**Try it**: Reproduce the following material exactly, including every line.

**Data**:
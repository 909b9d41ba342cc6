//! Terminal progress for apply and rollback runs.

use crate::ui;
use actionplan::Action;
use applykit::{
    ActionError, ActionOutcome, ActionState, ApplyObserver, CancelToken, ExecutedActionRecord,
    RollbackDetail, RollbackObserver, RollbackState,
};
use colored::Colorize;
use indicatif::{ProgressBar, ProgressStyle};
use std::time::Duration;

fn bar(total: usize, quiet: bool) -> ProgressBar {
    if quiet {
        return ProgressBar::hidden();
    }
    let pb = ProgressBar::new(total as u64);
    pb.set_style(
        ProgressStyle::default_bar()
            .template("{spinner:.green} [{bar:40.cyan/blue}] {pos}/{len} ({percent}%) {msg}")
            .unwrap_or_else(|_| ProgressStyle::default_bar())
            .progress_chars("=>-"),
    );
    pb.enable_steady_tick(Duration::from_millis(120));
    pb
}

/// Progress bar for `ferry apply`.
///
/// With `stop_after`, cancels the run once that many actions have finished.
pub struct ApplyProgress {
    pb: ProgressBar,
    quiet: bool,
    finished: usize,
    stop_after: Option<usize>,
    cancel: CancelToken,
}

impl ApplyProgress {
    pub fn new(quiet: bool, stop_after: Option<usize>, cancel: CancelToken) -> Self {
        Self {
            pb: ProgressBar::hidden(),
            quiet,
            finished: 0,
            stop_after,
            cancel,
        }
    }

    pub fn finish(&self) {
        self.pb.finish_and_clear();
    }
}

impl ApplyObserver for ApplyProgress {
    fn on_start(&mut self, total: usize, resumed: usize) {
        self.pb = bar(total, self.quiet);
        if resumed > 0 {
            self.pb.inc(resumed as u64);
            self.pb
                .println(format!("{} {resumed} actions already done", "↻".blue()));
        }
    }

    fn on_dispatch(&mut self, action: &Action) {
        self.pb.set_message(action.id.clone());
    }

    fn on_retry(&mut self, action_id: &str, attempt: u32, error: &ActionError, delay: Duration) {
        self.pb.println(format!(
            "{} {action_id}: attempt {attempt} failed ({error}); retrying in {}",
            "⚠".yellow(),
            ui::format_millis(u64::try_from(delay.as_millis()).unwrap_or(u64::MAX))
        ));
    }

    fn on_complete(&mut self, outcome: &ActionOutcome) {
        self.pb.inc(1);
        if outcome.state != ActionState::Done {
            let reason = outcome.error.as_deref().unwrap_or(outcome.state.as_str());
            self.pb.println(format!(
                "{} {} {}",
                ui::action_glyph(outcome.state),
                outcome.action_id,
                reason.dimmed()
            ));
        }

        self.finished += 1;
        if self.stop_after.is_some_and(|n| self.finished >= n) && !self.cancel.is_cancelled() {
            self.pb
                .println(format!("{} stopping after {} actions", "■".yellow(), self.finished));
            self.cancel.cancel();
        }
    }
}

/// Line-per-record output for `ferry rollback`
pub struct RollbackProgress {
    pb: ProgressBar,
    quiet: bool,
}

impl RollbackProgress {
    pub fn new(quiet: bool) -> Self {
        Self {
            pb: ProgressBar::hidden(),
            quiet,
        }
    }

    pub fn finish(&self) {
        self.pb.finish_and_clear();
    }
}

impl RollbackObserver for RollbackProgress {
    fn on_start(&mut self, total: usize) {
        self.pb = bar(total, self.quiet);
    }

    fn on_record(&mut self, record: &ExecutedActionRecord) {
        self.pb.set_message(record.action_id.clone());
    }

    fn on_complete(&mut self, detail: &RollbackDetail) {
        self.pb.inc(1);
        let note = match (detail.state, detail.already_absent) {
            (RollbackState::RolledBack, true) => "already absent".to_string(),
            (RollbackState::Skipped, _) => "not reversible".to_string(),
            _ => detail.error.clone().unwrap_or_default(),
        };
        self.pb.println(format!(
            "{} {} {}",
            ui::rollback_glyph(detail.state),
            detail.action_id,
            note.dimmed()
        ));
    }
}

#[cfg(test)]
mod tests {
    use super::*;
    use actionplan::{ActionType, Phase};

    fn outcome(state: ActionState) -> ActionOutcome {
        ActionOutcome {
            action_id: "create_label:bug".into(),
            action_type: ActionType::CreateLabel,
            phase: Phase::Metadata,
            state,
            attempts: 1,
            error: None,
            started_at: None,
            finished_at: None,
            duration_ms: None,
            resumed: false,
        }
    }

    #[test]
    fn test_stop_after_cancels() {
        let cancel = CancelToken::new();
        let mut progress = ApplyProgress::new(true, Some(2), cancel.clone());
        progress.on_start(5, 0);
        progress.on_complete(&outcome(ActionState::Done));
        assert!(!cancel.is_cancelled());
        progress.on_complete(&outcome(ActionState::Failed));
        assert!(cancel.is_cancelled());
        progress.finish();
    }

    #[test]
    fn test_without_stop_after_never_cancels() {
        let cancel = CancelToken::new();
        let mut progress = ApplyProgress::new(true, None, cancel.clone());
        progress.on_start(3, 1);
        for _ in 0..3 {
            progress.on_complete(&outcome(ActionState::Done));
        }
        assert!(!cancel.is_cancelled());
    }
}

**Response to this exercise**:
repository 909b9d41ba342cc6
//! Terminal progress for apply and rollback runs.

use crate::ui;
use actionplan::Action;
use applykit::{
    ActionError, ActionOutcome, ActionState, ApplyObserver, CancelToken, ExecutedActionRecord,
    RollbackDetail, RollbackObserver, RollbackState,
};
use colored::Colorize;
use indicatif::{ProgressBar, ProgressStyle};
use std::time::Duration;

fn bar(total: usize, quiet: bool) -> ProgressBar {
    if quiet {
        return ProgressBar::hidden();
    }
    let pb = ProgressBar::new(total as u64);
    pb.set_style(
        ProgressStyle::default_bar()
            .template("{spinner:.green} [{bar:40.cyan/blue}] {pos}/{len} ({percent}%) {msg}")
            .unwrap_or_else(|_| ProgressStyle::default_bar())
            .progress_chars("=>-"),
    );
    pb.enable_steady_tick(Duration::from_millis(120));
    pb
}

/// Progress bar for `ferry apply`.
///
/// With `stop_after`, cancels the run once that many actions have finished.
pub struct ApplyProgress {
    pb: ProgressBar,
    quiet: bool,
    finished: usize,
    stop_after: Option<usize>,
    cancel: CancelToken,
}

impl ApplyProgress {
    pub fn new(quiet: bool, stop_after: Option<usize>, cancel: CancelToken) -> Self {
        Self {
            pb: ProgressBar::hidden(),
            quiet,
            finished: 0,
            stop_after,
            cancel,
        }
    }

    pub fn finish(&self) {
        self.pb.finish_and_clear();
    }
}

impl ApplyObserver for ApplyProgress {
    fn on_start(&mut self, total: usize, resumed: usize) {
        self.pb = bar(total, self.quiet);
        if resumed > 0 {
            self.pb.inc(resumed as u64);
            self.pb
                .println(format!("{} {resumed} actions already done", "↻".blue()));
        }
    }

    fn on_dispatch(&mut self, action: &Action) {
        self.pb.set_message(action.id.clone());
    }

    fn on_retry(&mut self, action_id: &str, attempt: u32, error: &ActionError, delay: Duration) {
        self.pb.println(format!(
            "{} {action_id}: attempt {attempt} failed ({error}); retrying in {}",
            "⚠".yellow(),
            ui::format_millis(u64::try_from(delay.as_millis()).unwrap_or(u64::MAX))
        ));
    }

    fn on_complete(&mut self, outcome: &ActionOutcome) {
        self.pb.inc(1);
        if outcome.state != ActionState::Done {
            let reason = outcome.error.as_deref().unwrap_or(outcome.state.as_str());
            self.pb.println(format!(
                "{} {} {}",
                ui::action_glyph(outcome.state),
                outcome.action_id,
                reason.dimmed()
            ));
        }

        self.finished += 1;
        if self.stop_after.is_some_and(|n| self.finished >= n) && !self.cancel.is_cancelled() {
            self.pb
                .println(format!("{} stopping after {} actions", "■".yellow(), self.finished));
            self.cancel.cancel();
        }
    }
}

/// Line-per-record output for `ferry rollback`
pub struct RollbackProgress {
    pb: ProgressBar,
    quiet: bool,
}

impl RollbackProgress {
    pub fn new(quiet: bool) -> Self {
        Self {
            pb: ProgressBar::hidden(),
            quiet,
        }
    }

    pub fn finish(&self) {
        self.pb.finish_and_clear();
    }
}

impl RollbackObserver for RollbackProgress {
    fn on_start(&mut self, total: usize) {
        self.pb = bar(total, self.quiet);
    }

    fn on_record(&mut self, record: &ExecutedActionRecord) {
        self.pb.set_message(record.action_id.clone());
    }

    fn on_complete(&mut self, detail: &RollbackDetail) {
        self.pb.inc(1);
        let note = match (detail.state, detail.already_absent) {
            (RollbackState::RolledBack, true) => "already absent".to_string(),
            (RollbackState::Skipped, _) => "not reversible".to_string(),
            _ => detail.error.clone().unwrap_or_default(),
        };
        self.pb.println(format!(
            "{} {} {}",
            ui::rollback_glyph(detail.state),
            detail.action_id,
            note.dimmed()
        ));
    }
}

#[cfg(test)]
mod tests {
    use super::*;
    use actionplan::{ActionType, Phase};

    fn outcome(state: ActionState) -> ActionOutcome {
        ActionOutcome {
            action_id: "create_label:bug".into(),
            action_type: ActionType::CreateLabel,
            phase: Phase::Metadata,
            state,
            attempts: 1,
            error: None,
            started_at: None,
            finished_at: None,
            duration_ms: None,
            resumed: false,
        }
    }

    #[test]
    fn test_stop_after_cancels() {
        let cancel = CancelToken::new();
        let mut progress = ApplyProgress::new(true, Some(2), cancel.clone());
        progress.on_start(5, 0);
        progress.on_complete(&outcome(ActionState::Done));
        assert!(!cancel.is_cancelled());
        progress.on_complete(&outcome(ActionState::Failed));
        assert!(cancel.is_cancelled());
        progress.finish();
    }

    #[test]
    fn test_without_stop_after_never_cancels() {
        let cancel = CancelToken::new();
        let mut progress = ApplyProgress::new(true, None, cancel.clone());
        progress.on_start(3, 1);
        for _ in 0..3 {
            progress.on_complete(&outcome(ActionState::Done));
        }
        assert!(!cancel.is_cancelled());
    }
}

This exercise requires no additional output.